_What to produce:_ How many lines below include the string "each"? State the number alone.

Material for the task Start Marker

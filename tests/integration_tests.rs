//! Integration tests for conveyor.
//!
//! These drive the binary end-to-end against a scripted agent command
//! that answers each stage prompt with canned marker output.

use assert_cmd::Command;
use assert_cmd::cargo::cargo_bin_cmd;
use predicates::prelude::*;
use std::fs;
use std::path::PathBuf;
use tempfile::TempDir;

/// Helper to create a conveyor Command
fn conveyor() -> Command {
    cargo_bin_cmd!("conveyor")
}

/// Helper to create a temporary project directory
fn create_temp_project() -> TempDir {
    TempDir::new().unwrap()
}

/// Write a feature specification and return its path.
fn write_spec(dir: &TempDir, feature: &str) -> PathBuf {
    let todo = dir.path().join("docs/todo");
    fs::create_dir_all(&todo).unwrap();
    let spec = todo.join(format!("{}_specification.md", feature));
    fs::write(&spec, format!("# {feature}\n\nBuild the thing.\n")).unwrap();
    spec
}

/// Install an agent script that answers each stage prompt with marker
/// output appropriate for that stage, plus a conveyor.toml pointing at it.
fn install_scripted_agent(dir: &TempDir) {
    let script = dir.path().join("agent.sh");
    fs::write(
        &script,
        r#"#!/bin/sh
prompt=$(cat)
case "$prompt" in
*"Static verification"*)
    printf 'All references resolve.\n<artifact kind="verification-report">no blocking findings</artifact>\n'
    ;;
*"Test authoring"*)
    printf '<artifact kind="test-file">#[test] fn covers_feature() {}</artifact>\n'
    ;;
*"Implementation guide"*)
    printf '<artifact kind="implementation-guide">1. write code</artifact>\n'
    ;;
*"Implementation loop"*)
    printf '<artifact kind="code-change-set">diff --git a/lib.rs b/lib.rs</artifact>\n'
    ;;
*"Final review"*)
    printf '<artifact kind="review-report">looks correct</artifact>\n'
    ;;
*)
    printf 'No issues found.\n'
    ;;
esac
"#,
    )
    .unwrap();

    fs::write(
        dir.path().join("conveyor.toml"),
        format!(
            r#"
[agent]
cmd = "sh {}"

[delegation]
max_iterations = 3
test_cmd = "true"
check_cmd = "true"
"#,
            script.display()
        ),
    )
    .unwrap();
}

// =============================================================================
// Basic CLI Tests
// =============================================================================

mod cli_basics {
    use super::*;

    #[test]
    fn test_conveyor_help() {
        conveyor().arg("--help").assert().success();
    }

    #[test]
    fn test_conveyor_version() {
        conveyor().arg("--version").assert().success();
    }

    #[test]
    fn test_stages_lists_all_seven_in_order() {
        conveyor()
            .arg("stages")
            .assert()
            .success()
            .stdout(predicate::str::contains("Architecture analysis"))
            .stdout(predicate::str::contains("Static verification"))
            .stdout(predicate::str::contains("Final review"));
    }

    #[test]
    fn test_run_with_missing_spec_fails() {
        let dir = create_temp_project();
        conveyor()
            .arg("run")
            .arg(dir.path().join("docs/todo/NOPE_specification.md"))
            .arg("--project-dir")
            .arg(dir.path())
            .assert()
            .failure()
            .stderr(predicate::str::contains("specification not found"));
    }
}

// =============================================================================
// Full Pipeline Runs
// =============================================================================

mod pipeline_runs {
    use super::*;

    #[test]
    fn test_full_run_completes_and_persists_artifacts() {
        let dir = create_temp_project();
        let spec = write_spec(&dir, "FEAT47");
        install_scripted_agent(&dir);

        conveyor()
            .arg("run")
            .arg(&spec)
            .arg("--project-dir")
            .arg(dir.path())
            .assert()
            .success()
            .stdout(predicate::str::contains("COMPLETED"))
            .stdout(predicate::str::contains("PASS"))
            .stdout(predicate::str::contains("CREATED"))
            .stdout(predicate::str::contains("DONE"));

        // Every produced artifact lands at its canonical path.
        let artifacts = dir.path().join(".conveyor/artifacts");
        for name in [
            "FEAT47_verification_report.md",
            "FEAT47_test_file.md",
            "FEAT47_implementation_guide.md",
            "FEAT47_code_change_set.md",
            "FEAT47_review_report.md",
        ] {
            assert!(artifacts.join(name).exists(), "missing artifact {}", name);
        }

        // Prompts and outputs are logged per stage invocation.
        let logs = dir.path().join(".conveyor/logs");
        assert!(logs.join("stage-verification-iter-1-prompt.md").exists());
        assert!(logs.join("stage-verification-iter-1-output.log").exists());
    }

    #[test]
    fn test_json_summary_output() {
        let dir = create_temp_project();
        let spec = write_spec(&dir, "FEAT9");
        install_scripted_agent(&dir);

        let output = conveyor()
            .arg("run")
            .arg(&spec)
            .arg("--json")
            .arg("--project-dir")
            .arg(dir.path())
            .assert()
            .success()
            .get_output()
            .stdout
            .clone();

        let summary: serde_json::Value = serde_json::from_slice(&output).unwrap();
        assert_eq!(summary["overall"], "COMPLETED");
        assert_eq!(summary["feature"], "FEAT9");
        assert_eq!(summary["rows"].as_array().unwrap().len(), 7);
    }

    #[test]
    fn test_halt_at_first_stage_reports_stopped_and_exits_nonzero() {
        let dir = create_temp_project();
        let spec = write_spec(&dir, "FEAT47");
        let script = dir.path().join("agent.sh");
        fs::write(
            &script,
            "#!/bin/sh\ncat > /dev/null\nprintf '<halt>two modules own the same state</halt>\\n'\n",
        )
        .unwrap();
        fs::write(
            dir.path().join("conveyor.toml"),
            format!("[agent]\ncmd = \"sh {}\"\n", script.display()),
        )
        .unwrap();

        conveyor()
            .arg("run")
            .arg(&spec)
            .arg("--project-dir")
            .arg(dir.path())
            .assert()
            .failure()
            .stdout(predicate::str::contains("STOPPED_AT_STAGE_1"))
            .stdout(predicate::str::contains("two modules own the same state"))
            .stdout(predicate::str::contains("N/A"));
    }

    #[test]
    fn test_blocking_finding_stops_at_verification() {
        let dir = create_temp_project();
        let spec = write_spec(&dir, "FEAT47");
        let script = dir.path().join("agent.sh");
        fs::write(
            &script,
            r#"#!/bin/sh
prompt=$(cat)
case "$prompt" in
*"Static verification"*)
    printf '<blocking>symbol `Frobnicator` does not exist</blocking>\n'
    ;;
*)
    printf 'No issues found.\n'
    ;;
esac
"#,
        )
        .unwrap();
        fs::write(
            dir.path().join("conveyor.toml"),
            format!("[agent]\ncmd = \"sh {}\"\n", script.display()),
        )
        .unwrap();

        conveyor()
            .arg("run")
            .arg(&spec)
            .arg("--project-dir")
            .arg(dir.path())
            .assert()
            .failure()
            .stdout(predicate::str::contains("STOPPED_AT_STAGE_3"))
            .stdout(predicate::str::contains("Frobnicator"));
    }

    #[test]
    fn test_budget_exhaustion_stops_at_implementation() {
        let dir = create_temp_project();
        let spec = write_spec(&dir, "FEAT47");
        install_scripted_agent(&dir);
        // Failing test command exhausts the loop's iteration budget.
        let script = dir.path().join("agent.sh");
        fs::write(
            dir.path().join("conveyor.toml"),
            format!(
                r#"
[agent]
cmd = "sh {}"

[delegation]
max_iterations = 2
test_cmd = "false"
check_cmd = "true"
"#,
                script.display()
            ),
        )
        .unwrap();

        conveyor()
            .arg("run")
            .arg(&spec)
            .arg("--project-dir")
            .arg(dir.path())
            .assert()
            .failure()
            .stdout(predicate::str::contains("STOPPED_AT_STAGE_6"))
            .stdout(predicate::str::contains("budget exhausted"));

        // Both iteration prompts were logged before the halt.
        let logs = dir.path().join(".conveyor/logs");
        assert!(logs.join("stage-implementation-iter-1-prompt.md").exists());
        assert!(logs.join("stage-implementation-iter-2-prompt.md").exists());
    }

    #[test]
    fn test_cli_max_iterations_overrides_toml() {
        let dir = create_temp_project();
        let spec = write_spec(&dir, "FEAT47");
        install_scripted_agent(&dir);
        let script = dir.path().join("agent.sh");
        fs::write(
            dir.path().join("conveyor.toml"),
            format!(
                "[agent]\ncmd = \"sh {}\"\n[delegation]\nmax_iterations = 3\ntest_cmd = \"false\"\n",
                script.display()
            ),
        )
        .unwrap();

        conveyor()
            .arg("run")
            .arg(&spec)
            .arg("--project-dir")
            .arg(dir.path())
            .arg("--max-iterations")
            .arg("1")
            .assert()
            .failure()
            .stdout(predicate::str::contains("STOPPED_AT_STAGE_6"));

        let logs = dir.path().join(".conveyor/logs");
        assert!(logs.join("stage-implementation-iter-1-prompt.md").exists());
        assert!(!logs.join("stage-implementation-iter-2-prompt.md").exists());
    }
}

Material for the task End Marker

_Result of the task:_ 2